Reproduce the records exactly, beginning with their first line and ending with the line that contains "the batch, and", and output nothing more.

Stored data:
★ ★ ★ ★

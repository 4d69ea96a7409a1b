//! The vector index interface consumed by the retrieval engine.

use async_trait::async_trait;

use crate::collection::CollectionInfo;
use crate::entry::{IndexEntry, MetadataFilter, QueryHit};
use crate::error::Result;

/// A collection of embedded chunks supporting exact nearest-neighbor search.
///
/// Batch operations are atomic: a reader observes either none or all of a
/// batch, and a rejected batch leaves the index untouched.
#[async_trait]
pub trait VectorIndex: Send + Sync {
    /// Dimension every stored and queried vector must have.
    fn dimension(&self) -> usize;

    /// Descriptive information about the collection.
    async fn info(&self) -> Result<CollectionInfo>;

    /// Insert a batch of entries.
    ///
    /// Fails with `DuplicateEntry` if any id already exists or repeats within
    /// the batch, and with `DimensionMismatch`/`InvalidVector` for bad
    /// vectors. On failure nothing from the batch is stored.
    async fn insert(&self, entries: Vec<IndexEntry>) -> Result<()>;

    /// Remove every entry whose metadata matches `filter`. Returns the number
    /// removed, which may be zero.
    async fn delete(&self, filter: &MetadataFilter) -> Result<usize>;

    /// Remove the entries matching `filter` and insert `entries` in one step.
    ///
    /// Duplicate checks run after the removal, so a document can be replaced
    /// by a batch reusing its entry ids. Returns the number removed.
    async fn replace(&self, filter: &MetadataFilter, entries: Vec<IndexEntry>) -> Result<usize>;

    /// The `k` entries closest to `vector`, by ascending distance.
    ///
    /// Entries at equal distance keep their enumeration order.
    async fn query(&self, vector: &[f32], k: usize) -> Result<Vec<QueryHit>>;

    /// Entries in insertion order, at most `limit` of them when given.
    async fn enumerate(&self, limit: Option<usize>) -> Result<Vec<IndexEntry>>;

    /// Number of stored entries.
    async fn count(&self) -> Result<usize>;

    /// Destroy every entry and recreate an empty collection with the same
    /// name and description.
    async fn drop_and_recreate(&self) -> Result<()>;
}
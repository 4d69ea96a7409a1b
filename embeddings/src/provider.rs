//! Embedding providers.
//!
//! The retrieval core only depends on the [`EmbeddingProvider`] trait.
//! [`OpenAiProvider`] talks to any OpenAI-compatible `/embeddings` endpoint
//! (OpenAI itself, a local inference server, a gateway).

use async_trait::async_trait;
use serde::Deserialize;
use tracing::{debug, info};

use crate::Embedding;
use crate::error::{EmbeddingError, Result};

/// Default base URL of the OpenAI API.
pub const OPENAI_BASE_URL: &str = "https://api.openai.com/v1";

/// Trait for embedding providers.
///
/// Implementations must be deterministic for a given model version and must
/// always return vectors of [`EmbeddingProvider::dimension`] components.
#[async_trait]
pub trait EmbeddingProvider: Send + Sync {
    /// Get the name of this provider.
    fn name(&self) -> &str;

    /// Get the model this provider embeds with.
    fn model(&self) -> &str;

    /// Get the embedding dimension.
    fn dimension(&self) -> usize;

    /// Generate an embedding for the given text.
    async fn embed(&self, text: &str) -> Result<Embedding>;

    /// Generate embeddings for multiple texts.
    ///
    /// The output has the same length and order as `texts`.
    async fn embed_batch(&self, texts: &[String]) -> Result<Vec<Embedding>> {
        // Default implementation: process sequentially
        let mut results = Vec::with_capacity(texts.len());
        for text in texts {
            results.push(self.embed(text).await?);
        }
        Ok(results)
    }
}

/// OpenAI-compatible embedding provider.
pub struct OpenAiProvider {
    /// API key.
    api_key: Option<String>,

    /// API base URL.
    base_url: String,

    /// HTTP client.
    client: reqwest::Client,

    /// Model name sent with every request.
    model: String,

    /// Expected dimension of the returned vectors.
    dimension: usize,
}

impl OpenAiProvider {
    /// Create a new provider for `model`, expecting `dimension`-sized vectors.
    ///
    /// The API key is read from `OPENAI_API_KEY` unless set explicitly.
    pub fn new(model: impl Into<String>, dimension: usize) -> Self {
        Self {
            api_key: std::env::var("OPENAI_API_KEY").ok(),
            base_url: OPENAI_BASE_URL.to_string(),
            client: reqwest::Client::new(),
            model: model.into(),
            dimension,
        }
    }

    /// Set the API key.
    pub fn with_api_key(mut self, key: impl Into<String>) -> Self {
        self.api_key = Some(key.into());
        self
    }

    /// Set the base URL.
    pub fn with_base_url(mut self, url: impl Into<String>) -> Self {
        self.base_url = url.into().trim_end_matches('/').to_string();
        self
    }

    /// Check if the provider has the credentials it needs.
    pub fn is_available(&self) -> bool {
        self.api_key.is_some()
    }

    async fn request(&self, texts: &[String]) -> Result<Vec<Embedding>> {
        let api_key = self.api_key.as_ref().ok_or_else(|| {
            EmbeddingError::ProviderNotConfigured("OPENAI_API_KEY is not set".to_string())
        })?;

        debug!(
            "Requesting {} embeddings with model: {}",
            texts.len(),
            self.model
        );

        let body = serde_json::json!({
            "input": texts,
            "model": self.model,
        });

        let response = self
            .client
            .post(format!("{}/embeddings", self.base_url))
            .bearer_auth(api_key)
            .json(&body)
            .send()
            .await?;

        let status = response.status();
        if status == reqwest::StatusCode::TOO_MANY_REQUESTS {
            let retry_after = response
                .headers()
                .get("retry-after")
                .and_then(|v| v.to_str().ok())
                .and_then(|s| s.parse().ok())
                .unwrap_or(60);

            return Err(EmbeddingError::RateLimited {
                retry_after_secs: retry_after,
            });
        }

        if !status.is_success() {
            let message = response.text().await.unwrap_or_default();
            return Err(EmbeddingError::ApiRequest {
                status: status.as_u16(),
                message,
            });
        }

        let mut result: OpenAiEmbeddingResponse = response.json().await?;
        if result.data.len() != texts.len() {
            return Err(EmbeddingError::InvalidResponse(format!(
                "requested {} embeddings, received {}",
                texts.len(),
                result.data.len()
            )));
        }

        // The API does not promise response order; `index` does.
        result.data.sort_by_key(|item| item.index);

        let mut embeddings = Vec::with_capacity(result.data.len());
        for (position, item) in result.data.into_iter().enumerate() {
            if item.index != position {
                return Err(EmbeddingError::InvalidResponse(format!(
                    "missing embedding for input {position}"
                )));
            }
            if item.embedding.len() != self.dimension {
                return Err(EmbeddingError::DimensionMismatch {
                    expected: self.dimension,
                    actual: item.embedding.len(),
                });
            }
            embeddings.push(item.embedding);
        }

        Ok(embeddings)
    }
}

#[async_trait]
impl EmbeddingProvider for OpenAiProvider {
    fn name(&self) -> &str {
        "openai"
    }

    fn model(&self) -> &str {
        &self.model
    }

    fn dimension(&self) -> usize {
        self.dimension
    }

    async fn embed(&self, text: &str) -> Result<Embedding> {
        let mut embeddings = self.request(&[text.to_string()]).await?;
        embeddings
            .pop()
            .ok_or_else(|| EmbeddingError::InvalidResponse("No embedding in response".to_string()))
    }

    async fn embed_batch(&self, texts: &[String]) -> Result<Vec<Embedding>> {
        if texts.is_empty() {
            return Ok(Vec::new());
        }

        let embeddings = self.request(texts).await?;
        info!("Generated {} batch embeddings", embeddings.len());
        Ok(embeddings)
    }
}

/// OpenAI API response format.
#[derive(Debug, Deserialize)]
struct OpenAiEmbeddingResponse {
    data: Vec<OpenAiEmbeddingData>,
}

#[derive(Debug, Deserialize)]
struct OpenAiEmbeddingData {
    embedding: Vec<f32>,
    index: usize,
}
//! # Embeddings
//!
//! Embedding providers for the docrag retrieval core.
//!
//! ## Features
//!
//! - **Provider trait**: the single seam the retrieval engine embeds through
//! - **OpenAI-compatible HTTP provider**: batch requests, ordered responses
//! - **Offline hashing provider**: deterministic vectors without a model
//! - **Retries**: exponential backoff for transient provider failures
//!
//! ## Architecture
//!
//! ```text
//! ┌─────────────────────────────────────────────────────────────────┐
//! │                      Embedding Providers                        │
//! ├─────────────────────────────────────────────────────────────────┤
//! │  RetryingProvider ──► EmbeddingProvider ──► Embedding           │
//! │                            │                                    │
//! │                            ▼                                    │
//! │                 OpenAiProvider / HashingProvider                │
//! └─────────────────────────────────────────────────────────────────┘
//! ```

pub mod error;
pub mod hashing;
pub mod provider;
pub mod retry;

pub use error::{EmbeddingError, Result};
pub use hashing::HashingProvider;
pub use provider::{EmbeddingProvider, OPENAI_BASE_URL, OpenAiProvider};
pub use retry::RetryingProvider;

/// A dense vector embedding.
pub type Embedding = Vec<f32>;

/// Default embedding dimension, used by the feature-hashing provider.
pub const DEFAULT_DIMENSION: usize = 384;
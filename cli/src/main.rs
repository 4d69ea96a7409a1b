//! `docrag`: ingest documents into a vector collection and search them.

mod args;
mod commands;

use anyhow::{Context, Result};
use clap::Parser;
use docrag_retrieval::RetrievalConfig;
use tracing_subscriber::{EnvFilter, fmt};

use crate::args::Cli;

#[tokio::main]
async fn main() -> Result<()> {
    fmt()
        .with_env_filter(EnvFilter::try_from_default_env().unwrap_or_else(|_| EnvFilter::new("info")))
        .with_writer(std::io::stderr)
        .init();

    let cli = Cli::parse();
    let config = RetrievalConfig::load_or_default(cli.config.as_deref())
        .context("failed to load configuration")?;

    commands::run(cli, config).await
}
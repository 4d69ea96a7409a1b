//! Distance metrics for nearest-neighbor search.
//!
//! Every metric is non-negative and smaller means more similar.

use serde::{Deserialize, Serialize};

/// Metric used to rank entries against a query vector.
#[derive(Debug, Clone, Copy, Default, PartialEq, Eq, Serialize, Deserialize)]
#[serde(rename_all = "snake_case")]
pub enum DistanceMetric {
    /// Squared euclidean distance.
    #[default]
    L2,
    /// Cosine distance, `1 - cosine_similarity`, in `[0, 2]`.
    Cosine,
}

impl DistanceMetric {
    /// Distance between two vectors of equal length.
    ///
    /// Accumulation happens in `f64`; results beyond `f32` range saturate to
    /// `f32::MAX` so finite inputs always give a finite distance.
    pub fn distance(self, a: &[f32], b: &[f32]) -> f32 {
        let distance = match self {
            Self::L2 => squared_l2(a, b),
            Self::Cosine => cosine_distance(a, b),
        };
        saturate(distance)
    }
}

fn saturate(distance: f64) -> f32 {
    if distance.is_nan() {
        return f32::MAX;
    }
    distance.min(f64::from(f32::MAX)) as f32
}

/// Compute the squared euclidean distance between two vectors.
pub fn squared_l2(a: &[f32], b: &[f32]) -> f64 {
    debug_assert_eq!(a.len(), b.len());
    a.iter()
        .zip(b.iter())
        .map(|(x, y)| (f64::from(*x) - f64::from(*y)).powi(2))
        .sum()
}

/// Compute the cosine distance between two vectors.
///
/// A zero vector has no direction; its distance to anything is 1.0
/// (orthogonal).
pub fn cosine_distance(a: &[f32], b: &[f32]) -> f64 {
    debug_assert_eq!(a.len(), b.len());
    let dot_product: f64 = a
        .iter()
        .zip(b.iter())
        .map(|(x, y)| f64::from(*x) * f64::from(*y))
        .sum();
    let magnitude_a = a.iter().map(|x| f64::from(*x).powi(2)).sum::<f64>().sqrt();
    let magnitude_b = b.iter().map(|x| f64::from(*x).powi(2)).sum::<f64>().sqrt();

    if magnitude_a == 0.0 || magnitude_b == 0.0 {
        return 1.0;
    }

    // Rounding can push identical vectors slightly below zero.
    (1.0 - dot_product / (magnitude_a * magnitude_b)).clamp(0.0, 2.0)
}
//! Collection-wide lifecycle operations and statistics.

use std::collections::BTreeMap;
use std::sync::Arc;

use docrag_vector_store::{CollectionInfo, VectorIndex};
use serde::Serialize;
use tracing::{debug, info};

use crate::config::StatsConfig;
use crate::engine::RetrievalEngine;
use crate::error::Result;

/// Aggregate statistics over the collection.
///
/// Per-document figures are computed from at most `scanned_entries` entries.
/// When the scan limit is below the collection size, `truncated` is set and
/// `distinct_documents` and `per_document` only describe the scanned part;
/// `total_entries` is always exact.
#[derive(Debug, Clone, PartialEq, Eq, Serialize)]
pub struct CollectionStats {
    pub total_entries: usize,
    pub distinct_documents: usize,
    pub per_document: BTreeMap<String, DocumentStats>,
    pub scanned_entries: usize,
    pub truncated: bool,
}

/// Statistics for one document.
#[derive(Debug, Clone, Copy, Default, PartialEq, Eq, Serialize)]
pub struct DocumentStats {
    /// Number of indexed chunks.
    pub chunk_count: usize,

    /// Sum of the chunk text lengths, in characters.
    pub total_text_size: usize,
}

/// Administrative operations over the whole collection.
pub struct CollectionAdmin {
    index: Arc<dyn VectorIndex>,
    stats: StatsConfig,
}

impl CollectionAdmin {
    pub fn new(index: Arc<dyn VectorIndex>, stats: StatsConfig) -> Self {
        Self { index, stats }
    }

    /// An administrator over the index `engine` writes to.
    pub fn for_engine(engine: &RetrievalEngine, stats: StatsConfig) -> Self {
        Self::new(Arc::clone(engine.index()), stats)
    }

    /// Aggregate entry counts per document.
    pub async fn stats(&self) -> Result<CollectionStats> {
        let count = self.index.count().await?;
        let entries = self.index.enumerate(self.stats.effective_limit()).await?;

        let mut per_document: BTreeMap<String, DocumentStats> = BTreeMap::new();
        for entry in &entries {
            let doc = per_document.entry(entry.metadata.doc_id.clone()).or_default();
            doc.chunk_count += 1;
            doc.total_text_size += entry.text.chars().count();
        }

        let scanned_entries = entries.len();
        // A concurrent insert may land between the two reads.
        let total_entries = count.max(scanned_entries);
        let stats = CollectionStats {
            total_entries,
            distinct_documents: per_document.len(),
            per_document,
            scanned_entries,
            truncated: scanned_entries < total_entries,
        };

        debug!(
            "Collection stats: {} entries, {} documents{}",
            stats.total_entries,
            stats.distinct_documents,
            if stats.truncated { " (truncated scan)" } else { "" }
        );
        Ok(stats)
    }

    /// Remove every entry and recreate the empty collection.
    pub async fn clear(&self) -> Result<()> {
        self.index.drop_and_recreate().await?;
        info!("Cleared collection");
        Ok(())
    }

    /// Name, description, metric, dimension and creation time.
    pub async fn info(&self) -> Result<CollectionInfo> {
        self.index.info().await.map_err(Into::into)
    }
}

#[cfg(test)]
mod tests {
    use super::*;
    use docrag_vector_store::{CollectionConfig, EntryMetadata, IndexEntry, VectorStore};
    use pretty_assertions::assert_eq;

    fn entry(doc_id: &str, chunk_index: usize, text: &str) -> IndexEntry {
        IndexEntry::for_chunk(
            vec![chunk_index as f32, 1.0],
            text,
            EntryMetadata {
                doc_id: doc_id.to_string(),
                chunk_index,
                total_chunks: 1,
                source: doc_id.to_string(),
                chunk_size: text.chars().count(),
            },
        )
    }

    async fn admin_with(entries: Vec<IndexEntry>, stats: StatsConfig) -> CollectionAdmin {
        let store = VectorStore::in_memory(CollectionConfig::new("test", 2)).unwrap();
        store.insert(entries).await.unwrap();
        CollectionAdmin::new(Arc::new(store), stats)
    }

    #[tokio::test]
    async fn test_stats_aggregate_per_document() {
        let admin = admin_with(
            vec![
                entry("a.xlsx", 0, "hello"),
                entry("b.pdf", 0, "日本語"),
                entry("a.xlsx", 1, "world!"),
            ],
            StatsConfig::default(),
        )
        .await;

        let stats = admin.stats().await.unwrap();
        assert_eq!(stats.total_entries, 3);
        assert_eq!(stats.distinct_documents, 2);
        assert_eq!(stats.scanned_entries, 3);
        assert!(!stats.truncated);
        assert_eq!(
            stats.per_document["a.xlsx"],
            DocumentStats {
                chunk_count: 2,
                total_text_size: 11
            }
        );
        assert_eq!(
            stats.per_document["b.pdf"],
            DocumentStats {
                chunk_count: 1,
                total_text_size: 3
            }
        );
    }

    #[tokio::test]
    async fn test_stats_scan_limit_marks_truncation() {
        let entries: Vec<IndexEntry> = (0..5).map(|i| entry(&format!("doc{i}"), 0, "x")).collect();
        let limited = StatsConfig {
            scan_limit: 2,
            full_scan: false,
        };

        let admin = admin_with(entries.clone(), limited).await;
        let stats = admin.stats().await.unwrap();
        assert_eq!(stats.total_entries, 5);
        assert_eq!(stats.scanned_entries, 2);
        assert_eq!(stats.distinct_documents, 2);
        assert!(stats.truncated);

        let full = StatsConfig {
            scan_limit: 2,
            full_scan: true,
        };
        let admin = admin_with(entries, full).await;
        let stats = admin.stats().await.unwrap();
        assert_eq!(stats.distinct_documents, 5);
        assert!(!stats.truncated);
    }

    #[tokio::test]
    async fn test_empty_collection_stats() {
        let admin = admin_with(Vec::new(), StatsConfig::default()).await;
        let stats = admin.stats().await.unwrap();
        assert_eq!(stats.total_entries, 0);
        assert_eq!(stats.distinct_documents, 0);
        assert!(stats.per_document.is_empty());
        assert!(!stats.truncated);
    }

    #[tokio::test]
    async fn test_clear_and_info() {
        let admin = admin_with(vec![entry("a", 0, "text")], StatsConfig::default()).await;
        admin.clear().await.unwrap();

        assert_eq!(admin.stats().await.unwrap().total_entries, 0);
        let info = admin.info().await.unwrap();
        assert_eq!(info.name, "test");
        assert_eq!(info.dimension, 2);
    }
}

★ ★ ★ ★

--- ANSWER BELOW ---
repository 4d69ea96a7409a1b
//! The vector index interface consumed by the retrieval engine.

use async_trait::async_trait;

use crate::collection::CollectionInfo;
use crate::entry::{IndexEntry, MetadataFilter, QueryHit};
use crate::error::Result;

/// A collection of embedded chunks supporting exact nearest-neighbor search.
///
/// Batch operations are atomic: a reader observes either none or all of a
/// batch, and a rejected batch leaves the index untouched.
#[async_trait]
pub trait VectorIndex: Send + Sync {
    /// Dimension every stored and queried vector must have.
    fn dimension(&self) -> usize;

    /// Descriptive information about the collection.
    async fn info(&self) -> Result<CollectionInfo>;

    /// Insert a batch of entries.
    ///
    /// Fails with `DuplicateEntry` if any id already exists or repeats within
    /// the batch, and with `DimensionMismatch`/`InvalidVector` for bad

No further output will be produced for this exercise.